Christina of Saxony (25 December 1461 – 8 December 1521) was Queen of Denmark, Norway and Sweden as the wife of King John.

==Life==

===Early life===

Christina was engaged to John, King of Denmark, Norway and Sweden, in 1477. The year after, she traveled from Saxony to Warnemunde, where she was met by a Danish retinue who brought her Copenhagen Castle, where she was married to John on 6 September 1478. The wedding is described as magnificent, with possessions of a knights and the bride, dressed in gold embroidered red, travelling in a carriage of gold.

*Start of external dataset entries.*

//! Container discovery
//!
//! Turns the runtime's list of running containers into backup targets. The
//! result is a snapshot: containers started after the listing are picked up
//! by the next run.

use crate::config::parse_flag;
use crate::engines::{self, ConnectionParams, EngineKind};
use crate::utils::{ContainerInfo, ContainerRuntime, RuntimeError};
use std::fmt;
use tracing::{debug, info};

/// Label that opts a container out when set to a false-y value
pub const OPT_OUT_LABEL: &str = "db-auto-backup.enable";
/// Environment variable with the same meaning as [`OPT_OUT_LABEL`]
pub const OPT_OUT_ENV: &str = "DB_AUTO_BACKUP_ENABLE";

/// A container classified as a backable database
#[derive(Debug, Clone, PartialEq, Eq)]
pub struct BackupTarget {
    pub container_id: String,
    pub container_name: String,
    pub image: String,
    pub engine: EngineKind,
    pub params: ConnectionParams,
    /// File name stem, before any timestamp or extension
    pub base_name: String,
}

impl BackupTarget {
    pub fn short_id(&self) -> &str {
        let end = self
            .container_id
            .char_indices()
            .nth(12)
            .map_or(self.container_id.len(), |(i, _)| i);
        &self.container_id[..end]
    }
}

#[derive(Debug, Clone, Copy, PartialEq, Eq)]
pub enum SkipReason {
    OptedOut,
    UnknownEngine,
}

impl fmt::Display for SkipReason {
    fn fmt(&self, f: &mut fmt::Formatter<'_>) -> fmt::Result {
        match self {
            SkipReason::OptedOut => f.write_str("opted out"),
            SkipReason::UnknownEngine => f.write_str("no matching database engine"),
        }
    }
}

#[derive(Debug, Clone, PartialEq, Eq)]
pub struct SkippedContainer {
    pub name: String,
    pub image: String,
    pub reason: SkipReason,
}

/// Outcome of one discovery pass
#[derive(Debug, Clone, Default)]
pub struct Discovery {
    /// Targets ordered by container name
    pub targets: Vec<BackupTarget>,
    pub skipped: Vec<SkippedContainer>,
    pub containers_seen: usize,
}

/// List running containers and classify each one
pub fn discover(runtime: &dyn ContainerRuntime) -> Result<Discovery, RuntimeError> {
    let containers = runtime.list_running()?;
    let mut discovery = Discovery {
        containers_seen: containers.len(),
        ..Default::default()
    };

    for container in &containers {
        match classify(container) {
            Ok(target) => {
                debug!(
                    "Container {} ({}) is a {} database",
                    target.container_name, target.image, target.engine
                );
                discovery.targets.push(target);
            }
            Err(reason) => {
                info!("Skipping container {} ({}): {}", container.name, container.image, reason);
                discovery.skipped.push(SkippedContainer {
                    name: container.name.clone(),
                    image: container.image.clone(),
                    reason,
                });
            }
        }
    }

    discovery
        .targets
        .sort_by(|a, b| a.container_name.cmp(&b.container_name).then(a.container_id.cmp(&b.container_id)));

    info!(
        "Found {} running containers, {} to back up",
        discovery.containers_seen,
        discovery.targets.len()
    );

    Ok(discovery)
}

/// Classify one container; opt-out is checked before any engine matching
pub fn classify(container: &ContainerInfo) -> Result<BackupTarget, SkipReason> {
    if is_opted_out(container) {
        return Err(SkipReason::OptedOut);
    }

    let descriptor =
        engines::match_engine(&container.image, &container.env).ok_or(SkipReason::UnknownEngine)?;

    Ok(BackupTarget {
        container_id: container.id.clone(),
        container_name: container.name.clone(),
        image: container.image.clone(),
        engine: descriptor.kind,
        params: engines::extract_params(descriptor.kind, &container.env),
        base_name: sanitize_name(&container.name),
    })
}

/// An explicit false-y opt-out marker on the label or the environment
pub fn is_opted_out(container: &ContainerInfo) -> bool {
    [
        container.labels.get(OPT_OUT_LABEL),
        container.env.get(OPT_OUT_ENV),
    ]
    .into_iter()
    .flatten()
    .any(|value| !parse_flag(value))
}

/// Keep file names portable: anything outside `[A-Za-z0-9._-]` becomes `_`
fn sanitize_name(name: &str) -> String {
    let sanitized: String = name
        .trim_start_matches('/')
        .chars()
        .map(|c| {
            if c.is_ascii_alphanumeric() || matches!(c, '.' | '_' | '-') {
                c
            } else {
                '_'
            }
        })
        .collect();

    let sanitized = sanitized.trim_start_matches('.').to_string();
    if sanitized.is_empty() {
        "container".to_string()
    } else {
        sanitized
    }
}
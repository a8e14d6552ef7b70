//! End-of-run hook notifications
//!
//! Exactly one outbound call per run. A successful run without attached logs
//! is a plain GET on the success URL (Healthchecks and Uptime Kuma style
//! pings); everything else is a POST with a JSON report.

use super::backup::RunReport;
use crate::config::HookConfig;
use anyhow::{Context, Result};
use serde::Serialize;
use std::sync::Arc;
use std::time::Duration;
use tracing::{debug, info, warn};

/// Largest log excerpt attached to a hook call; the tail is kept
const MAX_LOG_CHARS: usize = 100_000;

#[derive(Debug, Clone, Copy, PartialEq, Eq)]
pub enum HookMethod {
    Get,
    Post,
}

#[derive(Debug, Clone, PartialEq)]
pub struct HookRequest {
    pub method: HookMethod,
    pub url: String,
    pub body: Option<serde_json::Value>,
}

/// Delivers hook requests
pub trait HookTransport: Send + Sync {
    fn send(&self, request: &HookRequest) -> Result<()>;
}

/// HTTP delivery with reqwest's blocking client
pub struct HttpTransport {
    timeout: Duration,
}

impl HttpTransport {
    pub fn new(timeout: Duration) -> Self {
        Self { timeout }
    }
}

impl HookTransport for HttpTransport {
    fn send(&self, request: &HookRequest) -> Result<()> {
        let client = reqwest::blocking::Client::builder()
            .timeout(self.timeout)
            .build()
            .context("Failed to create HTTP client")?;

        let builder = match request.method {
            HookMethod::Get => client.get(&request.url),
            HookMethod::Post => client.post(&request.url),
        };
        let builder = match &request.body {
            Some(body) => builder.json(body),
            None => builder,
        };

        let response = builder
            .send()
            .with_context(|| format!("Failed to call hook {}", request.url))?;

        let status = response.status();
        if status.is_success() {
            debug!("Hook {} answered {}", request.url, status);
            Ok(())
        } else {
            let body = response.text().unwrap_or_default();
            anyhow::bail!("Hook {} failed with status {}: {}", request.url, status, body.trim())
        }
    }
}

/// JSON body of a POST hook call
#[derive(Debug, Serialize)]
pub struct HookPayload {
    pub success: bool,
    pub started_at: String,
    pub finished_at: String,
    pub duration_seconds: f64,
    pub summary: String,
    #[serde(skip_serializing_if = "Option::is_none")]
    pub error: Option<String>,
    pub targets: Vec<TargetPayload>,
    #[serde(skip_serializing_if = "Option::is_none")]
    pub logs: Option<String>,
}

#[derive(Debug, Serialize)]
pub struct TargetPayload {
    pub name: String,
    pub engine: String,
    pub success: bool,
    #[serde(skip_serializing_if = "Option::is_none")]
    pub file: Option<String>,
    #[serde(skip_serializing_if = "Option::is_none")]
    pub bytes: Option<u64>,
    #[serde(skip_serializing_if = "Option::is_none")]
    pub s3_key: Option<String>,
    #[serde(skip_serializing_if = "Option::is_none")]
    pub warning: Option<String>,
    #[serde(skip_serializing_if = "Option::is_none")]
    pub error: Option<String>,
}

impl HookPayload {
    pub fn from_report(report: &RunReport, logs: Option<String>) -> Self {
        let targets = report
            .outcomes
            .iter()
            .map(|outcome| match &outcome.result {
                Ok(artifact) => TargetPayload {
                    name: outcome.target_name.clone(),
                    engine: outcome.engine.to_string(),
                    success: true,
                    file: Some(artifact.file_name.clone()),
                    bytes: Some(artifact.bytes),
                    s3_key: artifact.s3_key.clone(),
                    warning: artifact.is_empty().then(|| "empty dump".to_string()),
                    error: None,
                },
                Err(e) => TargetPayload {
                    name: outcome.target_name.clone(),
                    engine: outcome.engine.to_string(),
                    success: false,
                    file: None,
                    bytes: None,
                    s3_key: None,
                    warning: None,
                    error: Some(e.to_string()),
                },
            })
            .collect();

        Self {
            success: report.success(),
            started_at: report.started_at.to_rfc3339(),
            finished_at: report.finished_at.to_rfc3339(),
            duration_seconds: report.duration().as_secs_f64(),
            summary: report.summary(),
            error: report.error.clone(),
            targets,
            logs: logs.map(|l| tail_chars(&l, MAX_LOG_CHARS)),
        }
    }
}

/// Sends the end-of-run hook
#[derive(Clone)]
pub struct NotificationManager {
    success_url: Option<String>,
    failure_url: Option<String>,
    include_logs: bool,
    transport: Arc<dyn HookTransport>,
}

impl NotificationManager {
    /// Manager delivering over HTTP
    pub fn new(config: &HookConfig) -> Self {
        Self::with_transport(config, Arc::new(HttpTransport::new(config.timeout())))
    }

    pub fn with_transport(config: &HookConfig, transport: Arc<dyn HookTransport>) -> Self {
        Self {
            success_url: config.success_url(),
            failure_url: config.failure_url(),
            include_logs: config.include_logs,
            transport,
        }
    }

    pub fn include_logs(&self) -> bool {
        self.include_logs
    }

    /// The call to make for a finished run, if a URL is configured for it
    pub fn build_request(&self, report: &RunReport, logs: Option<String>) -> Option<HookRequest> {
        let success = report.success();
        let url = if success {
            self.success_url.clone()
        } else {
            self.failure_url.clone()
        }?;

        let logs = if self.include_logs { logs } else { None };

        if success && logs.is_none() {
            return Some(HookRequest {
                method: HookMethod::Get,
                url,
                body: None,
            });
        }

        let payload = HookPayload::from_report(report, logs);
        let body = match serde_json::to_value(&payload) {
            Ok(body) => body,
            Err(e) => {
                warn!("Failed to serialize hook payload: {}", e);
                serde_json::json!({ "success": success, "summary": payload.summary })
            }
        };

        Some(HookRequest {
            method: HookMethod::Post,
            url,
            body: Some(body),
        })
    }

    /// Deliver a request. Failures are logged and never retried.
    pub fn deliver(&self, request: &HookRequest) {
        match self.transport.send(request) {
            Ok(()) => info!("Notified hook {}", request.url),
            Err(e) => warn!("Failed to notify hook: {:#}", e),
        }
    }
}

fn tail_chars(text: &str, max_chars: usize) -> String {
    let count = text.chars().count();
    if count <= max_chars {
        return text.to_string();
    }
    let skip = count - max_chars;
    let mut tail = String::from("[...]\n");
    tail.extend(text.chars().skip(skip));
    tail
}

/// Format duration in human-readable form
pub fn format_duration(seconds: u64) -> String {
    if seconds < 60 {
        format!("{}s", seconds)
    } else if seconds < 3600 {
        let minutes = seconds / 60;
        let secs = seconds % 60;
        if secs == 0 {
            format!("{}m", minutes)
        } else {
            format!("{}m {}s", minutes, secs)
        }
    } else {
        let hours = seconds / 3600;
        let minutes = (seconds % 3600) / 60;
        if minutes == 0 {
            format!("{}h", hours)
        } else {
            format!("{}h {}m", hours, minutes)
        }
    }
}

/// Mock implementation for testing
/// Available for use in external test crates
#[allow(dead_code)]
pub mod mock {
    use super::*;
    use std::sync::Mutex;

    /// Records every request instead of sending it
    #[derive(Clone, Default)]
    pub struct MockTransport {
        pub requests: Arc<Mutex<Vec<HookRequest>>>,
        should_fail: Arc<Mutex<bool>>,
    }

    impl MockTransport {
        pub fn new() -> Self {
            Self::default()
        }

        /// Configure every delivery to fail
        pub fn with_failure(self) -> Self {
            *self.should_fail.lock().unwrap() = true;
            self
        }

        pub fn get_requests(&self) -> Vec<HookRequest> {
            self.requests.lock().unwrap().clone()
        }
    }

    impl HookTransport for MockTransport {
        fn send(&self, request: &HookRequest) -> Result<()> {
            self.requests.lock().unwrap().push(request.clone());
            if *self.should_fail.lock().unwrap() {
                anyhow::bail!("Mock hook failure");
            }
            Ok(())
        }
    }
}
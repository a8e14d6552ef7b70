//! Container classification and target discovery

use db_auto_backup::engines::{match_engine, ConnectionParams};
use db_auto_backup::managers::discovery::{discover, SkipReason, OPT_OUT_ENV, OPT_OUT_LABEL};
use db_auto_backup::EngineKind;
use rstest::rstest;
use std::collections::HashMap;
use test_utils::fixtures::{self, container};
use test_utils::{MockRuntime, ResultAssertions};

#[rstest]
#[case("postgres:16", EngineKind::Postgres)]
#[case("docker.io/library/postgres:15-alpine", EngineKind::Postgres)]
#[case("ghcr.io/immich-app/postgres:14-vectorchord0.3.0", EngineKind::Postgres)]
#[case("timescale/timescaledb-ha:pg16", EngineKind::Postgres)]
#[case("mariadb:11@sha256:0123abcd", EngineKind::MariaDb)]
#[case("lscr.io/linuxserver/mariadb:latest", EngineKind::MariaDb)]
#[case("mysql:8.4", EngineKind::MySql)]
#[case("percona:8", EngineKind::MySql)]
#[case("redis:7-alpine", EngineKind::Redis)]
#[case("localhost:5000/redis/redis-stack-server", EngineKind::Redis)]
fn test_image_rules(#[case] image: &str, #[case] expected: EngineKind) {
    let descriptor = match_engine(image, &HashMap::new()).expect("image should match");
    assert_eq!(descriptor.kind, expected);
}

#[test]
fn test_env_marker_rule_for_custom_image() {
    let env = HashMap::from([("PG_MAJOR".to_string(), "16".to_string())]);
    let descriptor = match_engine("registry.example.com/team/custom-db:1", &env).unwrap();
    assert_eq!(descriptor.kind, EngineKind::Postgres);
}

#[test]
fn test_image_rule_wins_over_env_marker() {
    // A MariaDB image that also declares a MySQL marker
    let env = HashMap::from([("MYSQL_VERSION".to_string(), "8".to_string())]);
    let descriptor = match_engine("mariadb:11", &env).unwrap();
    assert_eq!(descriptor.kind, EngineKind::MariaDb);
}

#[test]
fn test_unknown_image_without_markers() {
    assert!(match_engine("nginx:latest", &HashMap::new()).is_none());
    assert!(match_engine("mypostgres:1", &HashMap::new()).is_none());
}

#[test]
fn test_discover_mixed_containers() {
    let runtime = MockRuntime::new()
        .with_container(fixtures::redis_container("r1", "cache"))
        .with_container(fixtures::nginx_container("n1", "web"))
        .with_container(fixtures::postgres_container("p1", "app-db"))
        .with_container(fixtures::with_label(
            fixtures::mysql_container("m1", "legacy"),
            OPT_OUT_LABEL,
            "false",
        ));

    let discovery = discover(&runtime).assert_ok();

    assert_eq!(discovery.containers_seen, 4);
    let names: Vec<&str> = discovery
        .targets
        .iter()
        .map(|t| t.container_name.as_str())
        .collect();
    assert_eq!(names, vec!["app-db", "cache"]);

    assert_eq!(discovery.skipped.len(), 2);
    let legacy = discovery.skipped.iter().find(|s| s.name == "legacy").unwrap();
    assert_eq!(legacy.reason, SkipReason::OptedOut);
    let web = discovery.skipped.iter().find(|s| s.name == "web").unwrap();
    assert_eq!(web.reason, SkipReason::UnknownEngine);
}

#[test]
fn test_discover_extracts_connection_params() {
    let runtime = MockRuntime::new().with_container(fixtures::postgres_container("p1", "app-db"));
    let discovery = discover(&runtime).assert_ok();

    match &discovery.targets[0].params {
        ConnectionParams::Postgres(params) => {
            assert_eq!(params.user, "app");
            assert_eq!(params.password.as_deref(), Some("pg-secret"));
        }
        other => panic!("unexpected params: {:?}", other),
    }
}

#[rstest]
#[case("false", true)]
#[case("0", true)]
#[case("off", true)]
#[case("true", false)]
#[case("1", false)]
fn test_opt_out_env(#[case] value: &str, #[case] skipped: bool) {
    let runtime = MockRuntime::new().with_container(container(
        "p1",
        "app-db",
        "postgres:16",
        &[(OPT_OUT_ENV, value)],
    ));
    let discovery = discover(&runtime).assert_ok();
    assert_eq!(discovery.targets.is_empty(), skipped);
}

#[test]
fn test_discover_surfaces_runtime_failure() {
    let runtime = MockRuntime::new().with_failing_list();
    assert!(discover(&runtime).is_err());
}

In 1481, she became queen of Denmark. She was however not crowned until 1483, when John had become king of Norway also. On 18 May 1483, she and John were crowned king and queen of Denmark in the Frue Kirke in Copenhagen.

During the first twenty years of her marriage, there is not much information about Christina, and she seems to have lived a life devoted to her family. She was the mother of Christian II, Franciscus, Knud and Elizabeth, who later married Joachim I Nestor, Elector of Brandenburg, and (probably) also of Jacob the Dacian. The royal couple did not live much in Copenhagen, but preferred to travel between the royal castles in Funen, as Nykobing Castle was reportedly the favorite residence of Christina. There is nothing to indicate that she ever involved herself in politics during her life in Denmark as its queen.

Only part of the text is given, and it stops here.